··· INFORMATION GIVEN

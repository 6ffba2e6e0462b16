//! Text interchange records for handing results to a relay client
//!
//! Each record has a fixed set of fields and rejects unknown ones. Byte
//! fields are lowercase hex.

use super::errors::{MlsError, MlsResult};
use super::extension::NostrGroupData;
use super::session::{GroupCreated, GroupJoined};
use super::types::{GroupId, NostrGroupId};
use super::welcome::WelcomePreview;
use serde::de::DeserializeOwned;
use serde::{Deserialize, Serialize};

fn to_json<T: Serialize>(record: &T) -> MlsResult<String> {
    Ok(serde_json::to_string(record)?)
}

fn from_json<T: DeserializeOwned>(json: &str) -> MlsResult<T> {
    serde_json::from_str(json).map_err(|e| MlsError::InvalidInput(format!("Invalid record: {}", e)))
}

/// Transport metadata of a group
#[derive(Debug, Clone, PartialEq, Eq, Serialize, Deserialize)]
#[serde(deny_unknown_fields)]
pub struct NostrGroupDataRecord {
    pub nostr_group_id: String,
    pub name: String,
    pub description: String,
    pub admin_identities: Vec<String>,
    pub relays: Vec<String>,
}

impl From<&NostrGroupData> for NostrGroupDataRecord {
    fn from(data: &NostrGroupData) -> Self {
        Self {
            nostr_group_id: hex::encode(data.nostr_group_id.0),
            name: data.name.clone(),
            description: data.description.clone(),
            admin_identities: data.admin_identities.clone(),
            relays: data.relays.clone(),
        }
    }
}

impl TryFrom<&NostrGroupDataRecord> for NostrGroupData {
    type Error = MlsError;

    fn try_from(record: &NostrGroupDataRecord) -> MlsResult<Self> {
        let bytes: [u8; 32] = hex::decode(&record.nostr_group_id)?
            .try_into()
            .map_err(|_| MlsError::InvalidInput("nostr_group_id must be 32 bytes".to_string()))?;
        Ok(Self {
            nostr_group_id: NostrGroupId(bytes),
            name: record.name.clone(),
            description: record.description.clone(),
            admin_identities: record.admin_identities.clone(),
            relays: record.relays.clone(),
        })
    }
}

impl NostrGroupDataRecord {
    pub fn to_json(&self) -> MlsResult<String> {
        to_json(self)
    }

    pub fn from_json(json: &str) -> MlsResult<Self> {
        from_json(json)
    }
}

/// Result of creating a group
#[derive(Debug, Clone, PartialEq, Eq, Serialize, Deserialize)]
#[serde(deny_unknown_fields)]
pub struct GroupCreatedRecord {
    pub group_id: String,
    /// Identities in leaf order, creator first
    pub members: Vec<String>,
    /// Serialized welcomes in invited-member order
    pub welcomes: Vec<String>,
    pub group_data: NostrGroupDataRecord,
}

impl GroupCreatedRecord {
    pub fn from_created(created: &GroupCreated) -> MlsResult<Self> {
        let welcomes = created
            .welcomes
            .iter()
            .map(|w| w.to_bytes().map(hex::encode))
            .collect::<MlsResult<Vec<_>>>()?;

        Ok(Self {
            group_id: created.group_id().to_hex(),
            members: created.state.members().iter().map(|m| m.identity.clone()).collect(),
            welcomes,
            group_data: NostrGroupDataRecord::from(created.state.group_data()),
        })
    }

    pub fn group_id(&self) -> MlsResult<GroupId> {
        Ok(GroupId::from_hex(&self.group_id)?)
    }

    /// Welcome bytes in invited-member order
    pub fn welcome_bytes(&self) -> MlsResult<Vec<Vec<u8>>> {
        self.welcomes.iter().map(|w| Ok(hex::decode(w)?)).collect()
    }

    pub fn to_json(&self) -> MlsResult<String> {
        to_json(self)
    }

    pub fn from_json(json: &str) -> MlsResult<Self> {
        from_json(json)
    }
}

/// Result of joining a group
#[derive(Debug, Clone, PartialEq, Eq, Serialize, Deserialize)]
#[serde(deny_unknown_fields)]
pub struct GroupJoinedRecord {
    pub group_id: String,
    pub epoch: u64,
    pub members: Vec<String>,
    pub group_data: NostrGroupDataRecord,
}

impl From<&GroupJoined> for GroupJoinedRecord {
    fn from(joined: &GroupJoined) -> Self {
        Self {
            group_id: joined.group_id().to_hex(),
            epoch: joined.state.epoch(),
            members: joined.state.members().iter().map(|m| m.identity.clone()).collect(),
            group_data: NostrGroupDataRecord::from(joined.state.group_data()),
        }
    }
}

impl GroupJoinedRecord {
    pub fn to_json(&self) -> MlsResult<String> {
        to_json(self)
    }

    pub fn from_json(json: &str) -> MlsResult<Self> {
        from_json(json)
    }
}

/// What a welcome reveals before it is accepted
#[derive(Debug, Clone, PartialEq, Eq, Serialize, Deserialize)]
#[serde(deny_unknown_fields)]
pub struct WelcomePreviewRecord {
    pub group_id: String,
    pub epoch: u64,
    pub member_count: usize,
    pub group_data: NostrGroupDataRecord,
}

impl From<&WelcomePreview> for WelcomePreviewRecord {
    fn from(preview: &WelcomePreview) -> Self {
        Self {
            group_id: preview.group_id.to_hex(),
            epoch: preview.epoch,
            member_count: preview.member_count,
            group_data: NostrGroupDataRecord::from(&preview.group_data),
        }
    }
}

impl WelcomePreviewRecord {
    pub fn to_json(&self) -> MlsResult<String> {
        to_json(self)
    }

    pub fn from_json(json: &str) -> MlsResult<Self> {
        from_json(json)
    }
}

······
··· INFORMATION GIVEN

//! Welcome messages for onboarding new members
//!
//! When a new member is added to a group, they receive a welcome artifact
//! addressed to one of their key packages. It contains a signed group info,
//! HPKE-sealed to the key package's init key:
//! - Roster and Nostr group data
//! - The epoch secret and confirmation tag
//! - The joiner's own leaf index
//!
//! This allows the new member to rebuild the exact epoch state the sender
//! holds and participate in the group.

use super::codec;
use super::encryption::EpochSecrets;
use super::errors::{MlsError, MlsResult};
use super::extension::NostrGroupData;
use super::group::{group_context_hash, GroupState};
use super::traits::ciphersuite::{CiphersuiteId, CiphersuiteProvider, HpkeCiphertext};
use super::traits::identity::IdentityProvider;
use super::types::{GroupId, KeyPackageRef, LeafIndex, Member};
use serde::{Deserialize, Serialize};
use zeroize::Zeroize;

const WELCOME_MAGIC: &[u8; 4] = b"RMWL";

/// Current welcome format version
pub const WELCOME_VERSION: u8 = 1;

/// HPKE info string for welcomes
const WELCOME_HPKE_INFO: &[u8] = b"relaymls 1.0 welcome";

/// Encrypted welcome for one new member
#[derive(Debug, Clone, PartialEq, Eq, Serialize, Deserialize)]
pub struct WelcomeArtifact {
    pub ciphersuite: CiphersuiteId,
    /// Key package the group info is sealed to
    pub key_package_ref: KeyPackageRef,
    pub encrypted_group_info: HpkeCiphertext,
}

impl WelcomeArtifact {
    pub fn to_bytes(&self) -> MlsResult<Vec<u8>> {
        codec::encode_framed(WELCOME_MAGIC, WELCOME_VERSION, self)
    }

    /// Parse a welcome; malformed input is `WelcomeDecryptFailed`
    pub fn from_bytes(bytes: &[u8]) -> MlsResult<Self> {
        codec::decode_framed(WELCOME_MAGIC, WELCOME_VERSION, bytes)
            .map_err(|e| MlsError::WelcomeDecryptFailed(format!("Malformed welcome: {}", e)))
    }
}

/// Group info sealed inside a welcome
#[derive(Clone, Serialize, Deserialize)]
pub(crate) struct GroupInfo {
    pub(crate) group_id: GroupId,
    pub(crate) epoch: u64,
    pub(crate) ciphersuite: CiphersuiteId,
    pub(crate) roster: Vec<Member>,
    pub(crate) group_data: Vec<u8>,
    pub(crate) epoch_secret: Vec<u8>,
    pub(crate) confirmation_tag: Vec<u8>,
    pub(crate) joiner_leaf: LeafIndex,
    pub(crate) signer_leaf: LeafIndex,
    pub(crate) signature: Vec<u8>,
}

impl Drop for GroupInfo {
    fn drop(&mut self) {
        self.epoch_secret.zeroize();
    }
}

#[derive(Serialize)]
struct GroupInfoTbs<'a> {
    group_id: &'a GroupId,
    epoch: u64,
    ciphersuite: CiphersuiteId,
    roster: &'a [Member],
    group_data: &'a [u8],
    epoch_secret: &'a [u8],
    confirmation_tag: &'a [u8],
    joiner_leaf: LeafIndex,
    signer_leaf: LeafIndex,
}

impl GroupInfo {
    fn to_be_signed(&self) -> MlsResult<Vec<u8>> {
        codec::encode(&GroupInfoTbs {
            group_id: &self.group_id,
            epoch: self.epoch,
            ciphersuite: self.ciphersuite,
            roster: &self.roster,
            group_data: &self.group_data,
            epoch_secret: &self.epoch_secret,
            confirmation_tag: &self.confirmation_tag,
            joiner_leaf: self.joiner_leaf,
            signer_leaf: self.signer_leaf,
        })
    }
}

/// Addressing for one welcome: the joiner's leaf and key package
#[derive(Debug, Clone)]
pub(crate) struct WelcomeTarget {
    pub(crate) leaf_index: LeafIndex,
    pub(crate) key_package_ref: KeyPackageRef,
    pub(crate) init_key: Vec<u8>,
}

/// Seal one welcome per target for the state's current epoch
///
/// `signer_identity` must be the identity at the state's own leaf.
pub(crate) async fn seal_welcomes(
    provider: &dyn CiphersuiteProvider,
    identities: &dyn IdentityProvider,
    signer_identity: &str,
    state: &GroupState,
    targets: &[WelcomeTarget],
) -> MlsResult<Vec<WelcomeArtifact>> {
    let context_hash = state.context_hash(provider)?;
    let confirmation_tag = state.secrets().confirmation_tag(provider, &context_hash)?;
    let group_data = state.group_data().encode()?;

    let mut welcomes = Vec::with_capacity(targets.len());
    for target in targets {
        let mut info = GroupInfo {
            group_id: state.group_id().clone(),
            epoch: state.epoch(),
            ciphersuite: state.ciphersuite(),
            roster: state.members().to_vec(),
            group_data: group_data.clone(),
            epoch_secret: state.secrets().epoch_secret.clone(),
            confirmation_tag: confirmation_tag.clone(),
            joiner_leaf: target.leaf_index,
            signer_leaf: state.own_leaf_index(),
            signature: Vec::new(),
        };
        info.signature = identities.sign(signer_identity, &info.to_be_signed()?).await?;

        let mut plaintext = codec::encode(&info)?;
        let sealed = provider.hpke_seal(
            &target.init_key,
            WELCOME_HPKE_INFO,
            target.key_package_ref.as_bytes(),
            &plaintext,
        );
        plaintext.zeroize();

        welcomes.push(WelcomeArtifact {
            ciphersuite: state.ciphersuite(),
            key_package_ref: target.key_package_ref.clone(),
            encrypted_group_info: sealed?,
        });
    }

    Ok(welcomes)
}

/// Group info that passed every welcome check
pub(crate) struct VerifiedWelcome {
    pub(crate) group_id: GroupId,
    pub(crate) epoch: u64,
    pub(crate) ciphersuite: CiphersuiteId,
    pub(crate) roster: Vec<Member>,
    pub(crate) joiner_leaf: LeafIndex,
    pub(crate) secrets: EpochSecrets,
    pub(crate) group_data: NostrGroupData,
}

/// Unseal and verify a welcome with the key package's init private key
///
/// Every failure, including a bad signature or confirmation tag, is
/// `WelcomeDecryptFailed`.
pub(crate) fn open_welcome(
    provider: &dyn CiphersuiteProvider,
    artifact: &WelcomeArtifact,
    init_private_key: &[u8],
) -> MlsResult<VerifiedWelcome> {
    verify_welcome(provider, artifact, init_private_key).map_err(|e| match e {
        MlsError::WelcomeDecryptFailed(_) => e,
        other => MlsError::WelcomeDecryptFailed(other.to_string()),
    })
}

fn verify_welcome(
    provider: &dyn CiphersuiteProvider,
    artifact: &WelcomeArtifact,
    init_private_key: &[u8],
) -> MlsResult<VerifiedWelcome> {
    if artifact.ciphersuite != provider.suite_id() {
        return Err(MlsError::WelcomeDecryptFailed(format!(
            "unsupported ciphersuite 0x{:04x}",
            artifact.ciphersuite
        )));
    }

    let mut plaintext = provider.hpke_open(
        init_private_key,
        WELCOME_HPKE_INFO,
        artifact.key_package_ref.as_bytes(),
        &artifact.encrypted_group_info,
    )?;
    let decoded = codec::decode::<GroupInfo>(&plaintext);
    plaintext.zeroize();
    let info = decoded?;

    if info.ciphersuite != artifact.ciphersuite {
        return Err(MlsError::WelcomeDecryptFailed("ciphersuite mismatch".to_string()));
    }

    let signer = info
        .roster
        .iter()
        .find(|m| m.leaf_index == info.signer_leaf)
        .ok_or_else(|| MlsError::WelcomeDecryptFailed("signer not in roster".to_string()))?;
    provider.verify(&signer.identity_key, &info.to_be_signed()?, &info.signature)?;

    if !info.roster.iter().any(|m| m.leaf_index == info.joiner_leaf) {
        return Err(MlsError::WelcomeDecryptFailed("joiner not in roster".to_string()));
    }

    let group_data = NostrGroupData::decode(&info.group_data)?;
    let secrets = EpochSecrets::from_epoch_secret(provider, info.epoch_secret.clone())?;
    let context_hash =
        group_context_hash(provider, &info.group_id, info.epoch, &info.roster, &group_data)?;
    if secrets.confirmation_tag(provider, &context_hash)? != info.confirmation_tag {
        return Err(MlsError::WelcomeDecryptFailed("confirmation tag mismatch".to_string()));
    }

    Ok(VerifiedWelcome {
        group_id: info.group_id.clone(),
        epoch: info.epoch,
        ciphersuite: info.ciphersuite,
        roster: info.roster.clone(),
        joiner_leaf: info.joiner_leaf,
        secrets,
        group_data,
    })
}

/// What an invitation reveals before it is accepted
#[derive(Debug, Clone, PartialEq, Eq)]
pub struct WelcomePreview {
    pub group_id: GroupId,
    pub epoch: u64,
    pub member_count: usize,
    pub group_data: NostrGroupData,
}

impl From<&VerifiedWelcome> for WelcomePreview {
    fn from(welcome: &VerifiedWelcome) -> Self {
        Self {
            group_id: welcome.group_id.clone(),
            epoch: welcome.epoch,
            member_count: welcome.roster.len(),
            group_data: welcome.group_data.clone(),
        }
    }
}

······

# TASK DETAILS
Wherever the word "DeserializeOwned" appears in the entries above, copy that line.

# PROBLEM SOLUTION
use serde::de::DeserializeOwned;
fn from_json<T: DeserializeOwned>(json: &str) -> MlsResult<T> {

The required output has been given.